+++ Entries shown

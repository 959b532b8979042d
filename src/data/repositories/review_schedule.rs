use diesel::prelude::*;

use crate::data::models::{NewReviewSchedule, ReviewSchedule, ReviewScheduleChanges};
use crate::schema::review_schedules;

pub struct ReviewScheduleRepository;

impl ReviewScheduleRepository {
    pub fn list_for_user(
        conn: &mut SqliteConnection,
        user_id: i32,
    ) -> Result<Vec<ReviewSchedule>, diesel::result::Error> {
        review_schedules::table
            .filter(review_schedules::user_id.eq(user_id))
            .order_by((review_schedules::review_date.asc(), review_schedules::id.asc()))
            .select(ReviewSchedule::as_select())
            .load(conn)
    }

    pub fn find_for_user(
        conn: &mut SqliteConnection,
        schedule_id: i32,
        user_id: i32,
    ) -> Result<Option<ReviewSchedule>, diesel::result::Error> {
        review_schedules::table
            .filter(review_schedules::id.eq(schedule_id))
            .filter(review_schedules::user_id.eq(user_id))
            .select(ReviewSchedule::as_select())
            .first(conn)
            .optional()
    }

    pub fn create(
        conn: &mut SqliteConnection,
        new_schedule: &NewReviewSchedule,
    ) -> Result<ReviewSchedule, diesel::result::Error> {
        diesel::insert_into(review_schedules::table)
            .values(new_schedule)
            .returning(ReviewSchedule::as_returning())
            .get_result(conn)
    }

    pub fn update(
        conn: &mut SqliteConnection,
        schedule_id: i32,
        user_id: i32,
        changes: &ReviewScheduleChanges,
    ) -> Result<Option<ReviewSchedule>, diesel::result::Error> {
        // An empty changeset is an error in diesel; treat it as a read
        if changes.review_date.is_none() && changes.last_reviewed.is_none() {
            return Self::find_for_user(conn, schedule_id, user_id);
        }

        diesel::update(
            review_schedules::table
                .filter(review_schedules::id.eq(schedule_id))
                .filter(review_schedules::user_id.eq(user_id)),
        )
        .set(changes)
        .returning(ReviewSchedule::as_returning())
        .get_result(conn)
        .optional()
    }

    pub fn delete(
        conn: &mut SqliteConnection,
        schedule_id: i32,
        user_id: i32,
    ) -> Result<usize, diesel::result::Error> {
        diesel::delete(
            review_schedules::table
                .filter(review_schedules::id.eq(schedule_id))
                .filter(review_schedules::user_id.eq(user_id)),
        )
        .execute(conn)
    }
}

++++++

§ To do:
Could you find every line in the records above that has the string "returning" and copy it?

§ Finished task:
            .returning(ReviewSchedule::as_returning())
        .returning(ReviewSchedule::as_returning())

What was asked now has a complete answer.